TECHNOLOGY, GLOBALIZATION AND SUSTAINABLE DEVELOPMENT: TRANSFORMING THE INDUSTRIAL STATE by Nicholas A. Ashford and Ralph P. Hall
Reviewed by Lawrence Susskind, Massachusetts Institute of Technology
Technology, Globalization And Sustainable Development: Transforming the Industrial State by Nicholas A. Ashford and Ralph P. Hall, Yale University Press, 752pp
Ashford and Hall have produced a mammoth volume explaining why technology change and globalization are the keys to addressing the three most important dimensions of sustainability – the economy, work, and the environment. At the heart of their analysis is a belief that national and international governments can produce industrial policies that will “encourage or require environmentally sustainable production, products and energy-related activities through the tools of environmental policy and regulation.” They describe ways that the industrial state might be transformed, covering everything from advancing worker health and safety to techniques for restructuring international trade and finance. In the final analysis, though, their prescriptions only make sense if they are right about co-optimization, that is, the notion that economic development, environmental protection, and more worker-oriented employment can be achieved simultaneously, and need not be traded off or balanced against each other.

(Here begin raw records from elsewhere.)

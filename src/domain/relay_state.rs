//! Single owner of all shared relay tables.
//!
//! [`RelayState`] bundles the [`ConnectionRegistry`], [`BookingSessions`]
//! and [`RoomRouter`] so they are mutated through one access point. The
//! dispatcher holds it behind one lock; nothing else touches these tables.

use tokio::sync::mpsc;

use super::ChannelId;
use super::booking_sessions::BookingSessions;
use super::registry::ConnectionRegistry;
use super::ride_event::{ActiveConnections, OutboundFrame, RideEvent};
use super::room_router::RoomRouter;

/// Registry, session map and group table for one process.
#[derive(Debug, Default)]
pub struct RelayState {
    registry: ConnectionRegistry,
    sessions: BookingSessions,
    router: RoomRouter,
}

impl RelayState {
    /// Creates empty relay tables.
    #[must_use]
    pub fn new() -> Self {
        Self::default()
    }

    /// Read access to the connection registry.
    #[must_use]
    pub fn registry(&self) -> &ConnectionRegistry {
        &self.registry
    }

    /// Write access to the connection registry.
    pub fn registry_mut(&mut self) -> &mut ConnectionRegistry {
        &mut self.registry
    }

    /// Read access to the booking session map.
    #[must_use]
    pub fn sessions(&self) -> &BookingSessions {
        &self.sessions
    }

    /// Write access to the booking session map.
    pub fn sessions_mut(&mut self) -> &mut BookingSessions {
        &mut self.sessions
    }

    /// Read access to the group table.
    #[must_use]
    pub fn router(&self) -> &RoomRouter {
        &self.router
    }

    /// Registers a freshly accepted channel.
    pub fn connect(&mut self, channel: ChannelId, outbox: mpsc::Sender<OutboundFrame>) {
        self.registry.connect(channel, outbox);
    }

    /// Adds `channel` to `group` and records the membership on the connection.
    pub fn join(&mut self, channel: ChannelId, group: &str) {
        self.router.join(channel, group);
        if let Some(conn) = self.registry.connection_mut(channel) {
            conn.groups.insert(group.to_string());
        }
    }

    /// Removes a closed channel from the registry and from every group it
    /// joined. Booking sessions are left untouched.
    pub fn disconnect(&mut self, channel: ChannelId) {
        let Some(conn) = self.registry.unbind(channel) else {
            return;
        };
        for group in &conn.groups {
            self.router.leave(channel, group);
        }
    }

    /// Broadcasts `event` to `group`, optionally excluding one channel.
    pub fn broadcast(&self, group: &str, event: &RideEvent, except: Option<ChannelId>) -> usize {
        self.router
            .broadcast(&self.registry, group, &event.to_frame(), except)
    }

    /// Sends `event` to every live connection.
    pub fn emit_to_all(&self, event: &RideEvent) -> usize {
        self.router.emit_to_all(&self.registry, &event.to_frame())
    }

    /// Sends `event` to a single channel.
    pub fn send_to(&self, channel: ChannelId, event: &RideEvent) -> bool {
        self.registry.send(channel, event.to_frame())
    }

    /// Snapshot reported by `activeConnectionsInfo`.
    #[must_use]
    pub fn snapshot(&self) -> ActiveConnections {
        ActiveConnections {
            active_drivers: self.registry.active_drivers(),
            active_users_count: self.registry.active_rider_count(),
            active_bookings: self.sessions.driver_bookings(),
        }
    }
}
//! Per-connection read/write loop.
//!
//! The socket is split in two: a writer task drains the connection's
//! outbound queue into the sink, while the reader loop feeds each text
//! frame to the [`Dispatcher`] in arrival order. When the reader stops
//! the channel is unbound and the writer is shut down.

use axum::extract::ws::{Message, WebSocket};
use futures_util::stream::SplitSink;
use futures_util::{SinkExt, StreamExt};
use tokio::sync::mpsc;

use crate::domain::{ChannelId, OutboundFrame};
use crate::service::Dispatcher;

/// Runs a single WebSocket connection until the client goes away.
pub async fn run_connection(socket: WebSocket, dispatcher: Dispatcher) {
    let (ws_tx, mut ws_rx) = socket.split();
    let (channel, outbox) = dispatcher.connect().await;
    let writer = tokio::spawn(writer_task(channel, ws_tx, outbox));

    while let Some(msg) = ws_rx.next().await {
        match msg {
            Ok(Message::Text(text)) => dispatcher.handle_text(channel, text.as_str()).await,
            Ok(Message::Binary(bytes)) => match std::str::from_utf8(&bytes) {
                Ok(text) => dispatcher.handle_text(channel, text).await,
                Err(_) => tracing::debug!(%channel, "ignoring non-utf8 binary frame"),
            },
            Ok(Message::Close(_)) => break,
            Ok(_) => {}
            Err(err) => {
                tracing::debug!(%channel, error = %err, "ws read error");
                break;
            }
        }
    }

    dispatcher.disconnect(channel).await;
    writer.abort();
    tracing::debug!(%channel, "ws connection closed");
}

/// Forwards queued frames to the socket until either side closes.
async fn writer_task(
    channel: ChannelId,
    mut ws_tx: SplitSink<WebSocket, Message>,
    mut outbox: mpsc::Receiver<OutboundFrame>,
) {
    while let Some(frame) = outbox.recv().await {
        if ws_tx.send(Message::text(frame.to_json())).await.is_err() {
            tracing::debug!(%channel, "ws write failed, stopping writer");
            break;
        }
    }
    let _ = ws_tx.close().await;
}
//! WebSocket layer: upgrade handler, connection loop and inbound frames.
//!
//! The endpoint at `/ws` carries JSON frames shaped
//! `{"event": "<name>", "data": <payload>}` in both directions.

pub mod connection;
pub mod handler;
pub mod messages;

More than others writing about sustainable development, Ashford and Hall focus on industrial and trade policies that can stimulate “revolutionary technology innovation.” Their list of ways of overcoming the obstacles to sustainability run the gamut from education and human resource development to more extensive stakeholder involvement, to new approaches to underwriting the costs of sustainable development. In the end, though, everything comes back to government’s willingness to intervene. They analyze the “opportunity and capacity” of the government to act, making a case that crises create opportunities and social innovation can enhance capacity. What they are less clear about, though, is why there might be a sudden willingness on the part of national governments, locked in as they are to laissez faire strategies, to move in the activist and social welfare-oriented direction needed to achieve sustainable development.